EXERCISE BRIEF: Every line of the material that follows must be printed again exactly.

DATA UNDER STUDY:
* * * * * * * * *

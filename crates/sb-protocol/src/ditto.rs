//! Ditto twin protocol envelope and topic types.
//!
//! An envelope is the JSON message exchanged with the local broker:
//! a slash-delimited `topic`, a JSON-pointer `path`, an arbitrary
//! `value`, optional `headers`, and an optional `status` (zero or
//! absent for requests).

use serde::{Deserialize, Serialize};
use serde_json::Value;
use thiserror::Error;

pub const GROUP_THINGS: &str = "things";
pub const CHANNEL_TWIN: &str = "twin";
pub const CRITERION_COMMANDS: &str = "commands";

pub const ACTION_CREATE: &str = "create";
pub const ACTION_MODIFY: &str = "modify";
pub const ACTION_MERGE: &str = "merge";
pub const ACTION_DELETE: &str = "delete";

/// Error parsing a slash-delimited Ditto topic string.
#[derive(Debug, Error)]
#[error("invalid Ditto topic '{0}'")]
pub struct TopicParseError(pub String);

/// A parsed Ditto topic, e.g. `test/device/things/twin/commands/modify`.
///
/// Serializes to and from its slash-delimited string form.
#[derive(Debug, Clone, PartialEq, Eq, Serialize, Deserialize)]
#[serde(try_from = "String", into = "String")]
pub struct Topic {
    pub namespace: String,
    pub entity_name: String,
    pub group: String,
    pub channel: String,
    pub criterion: String,
    pub action: String,
}

impl Topic {
    /// The thing identity addressed by this topic, `<namespace>:<entity-name>`.
    pub fn thing_id(&self) -> String {
        format!("{}:{}", self.namespace, self.entity_name)
    }

    /// Whether this topic is a twin command with one of the four
    /// shadow-relevant actions.
    pub fn is_twin_command(&self) -> bool {
        self.group == GROUP_THINGS
            && self.channel == CHANNEL_TWIN
            && self.criterion == CRITERION_COMMANDS
            && matches!(
                self.action.as_str(),
                ACTION_CREATE | ACTION_MODIFY | ACTION_MERGE | ACTION_DELETE
            )
    }

    pub fn is_delete(&self) -> bool {
        self.action == ACTION_DELETE
    }

    pub fn is_merge(&self) -> bool {
        self.action == ACTION_MERGE
    }
}

impl std::str::FromStr for Topic {
    type Err = TopicParseError;

    fn from_str(s: &str) -> Result<Self, Self::Err> {
        let parts: Vec<&str> = s.split('/').collect();
        if parts.len() < 6 || parts.iter().take(6).any(|p| p.is_empty()) {
            return Err(TopicParseError(s.to_string()));
        }
        Ok(Topic {
            namespace: parts[0].to_string(),
            entity_name: parts[1].to_string(),
            group: parts[2].to_string(),
            channel: parts[3].to_string(),
            criterion: parts[4].to_string(),
            // Live message subjects may contain further slashes.
            action: parts[5..].join("/"),
        })
    }
}

impl TryFrom<String> for Topic {
    type Error = TopicParseError;

    fn try_from(s: String) -> Result<Self, Self::Error> {
        s.parse()
    }
}

impl From<Topic> for String {
    fn from(t: Topic) -> String {
        t.to_string()
    }
}

impl std::fmt::Display for Topic {
    fn fmt(&self, f: &mut std::fmt::Formatter<'_>) -> std::fmt::Result {
        write!(
            f,
            "{}/{}/{}/{}/{}/{}",
            self.namespace, self.entity_name, self.group, self.channel, self.criterion, self.action
        )
    }
}

/// A Ditto protocol envelope.
///
/// Unknown fields are tolerated; only the fields the bridge routes on
/// are modeled.
#[derive(Debug, Clone, Serialize, Deserialize)]
pub struct Envelope {
    pub topic: Topic,
    #[serde(default)]
    pub path: String,
    #[serde(default, skip_serializing_if = "Option::is_none")]
    pub value: Option<Value>,
    #[serde(default, skip_serializing_if = "Option::is_none")]
    pub headers: Option<Value>,
    #[serde(default, skip_serializing_if = "is_zero")]
    pub status: i64,
}

fn is_zero(status: &i64) -> bool {
    *status == 0
}

impl Envelope {
    /// Whether this envelope is a request (no response status set).
    pub fn is_request(&self) -> bool {
        self.status == 0
    }

    /// The thing identity of the envelope's topic.
    pub fn thing_id(&self) -> String {
        self.topic.thing_id()
    }
}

* * * * * * * * *

WRITTEN ANSWER:
filename crates/sb-protocol/src/ditto.rs
//! Ditto twin protocol envelope and topic types.
//!
//! An envelope is the JSON message exchanged with the local broker:
//! a slash-delimited `topic`, a JSON-pointer `path`, an arbitrary
//! `value`, optional `headers`, and an optional `status` (zero or
//! absent for requests).

use serde::{Deserialize, Serialize};
use serde_json::Value;
use thiserror::Error;

pub const GROUP_THINGS: &str = "things";
pub const CHANNEL_TWIN: &str = "twin";
pub const CRITERION_COMMANDS: &str = "commands";

pub const ACTION_CREATE: &str = "create";
pub const ACTION_MODIFY: &str = "modify";
pub const ACTION_MERGE: &str = "merge";
pub const ACTION_DELETE: &str = "delete";

/// Error parsing a slash-delimited Ditto topic string.
#[derive(Debug, Error)]
#[error("invalid Ditto topic '{0}'")]
pub struct TopicParseError(pub String);

/// A parsed Ditto topic, e.g. `test/device/things/twin/commands/modify`.
///
/// Serializes to and from its slash-delimited string form.
#[derive(Debug, Clone, PartialEq, Eq, Serialize, Deserialize)]
#[serde(try_from = "String", into = "String")]
pub struct Topic {
    pub namespace: String,
    pub entity_name: String,
    pub group: String,
    pub channel: String,
    pub criterion: String,
    pub action: String,
}

impl Topic {
    /// The thing identity addressed by this topic, `<namespace>:<entity-name>`.
    pub fn thing_id(&self) -> String {
        format!("{}:{}", self.namespace, self.entity_name)
    }

    /// Whether this topic is a twin command with one of the four
    /// shadow-relevant actions.
    pub fn is_twin_command(&self) -> bool {
        self.group == GROUP_THINGS
            && self.channel == CHANNEL_TWIN
            && self.criterion == CRITERION_COMMANDS
            && matches!(
                self.action.as_str(),
                ACTION_CREATE | ACTION_MODIFY | ACTION_MERGE | ACTION_DELETE
            )
    }

    pub fn is_delete(&self) -> bool {
        self.action == ACTION_DELETE
    }

    pub fn is_merge(&self) -> bool {
        self.action == ACTION_MERGE
    }
}

impl std::str::FromStr for Topic {
    type Err = TopicParseError;

    fn from_str(s: &str) -> Result<Self, Self::Err> {
        let parts: Vec<&str> = s.split('/').collect();
        if parts.len() < 6 || parts.iter().take(6).any(|p| p.is_empty()) {
            return Err(TopicParseError(s.to_string()));
        }
        Ok(Topic {
            namespace: parts[0].to_string(),
            entity_name: parts[1].to_string(),
            group: parts[2].to_string(),
            channel: parts[3].to_string(),
            criterion: parts[4].to_string(),
            // Live message subjects may contain further slashes.
            action: parts[5..].join("/"),
        })
    }
}

impl TryFrom<String> for Topic {
    type Error = TopicParseError;

    fn try_from(s: String) -> Result<Self, Self::Error> {
        s.parse()
    }
}

impl From<Topic> for String {
    fn from(t: Topic) -> String {
        t.to_string()
    }
}

impl std::fmt::Display for Topic {
    fn fmt(&self, f: &mut std::fmt::Formatter<'_>) -> std::fmt::Result {
        write!(
            f,
            "{}/{}/{}/{}/{}/{}",
            self.namespace, self.entity_name, self.group, self.channel, self.criterion, self.action
        )
    }
}

/// A Ditto protocol envelope.
///
/// Unknown fields are tolerated; only the fields the bridge routes on
/// are modeled.
#[derive(Debug, Clone, Serialize, Deserialize)]
pub struct Envelope {
    pub topic: Topic,
    #[serde(default)]
    pub path: String,
    #[serde(default, skip_serializing_if = "Option::is_none")]
    pub value: Option<Value>,
    #[serde(default, skip_serializing_if = "Option::is_none")]
    pub headers: Option<Value>,
    #[serde(default, skip_serializing_if = "is_zero")]
    pub status: i64,
}

fn is_zero(status: &i64) -> bool {
    *status == 0
}

impl Envelope {
    /// Whether this envelope is a request (no response status set).
    pub fn is_request(&self) -> bool {
        self.status == 0
    }

    /// The thing identity of the envelope's topic.
    pub fn thing_id(&self) -> String {
        self.topic.thing_id()
    }
}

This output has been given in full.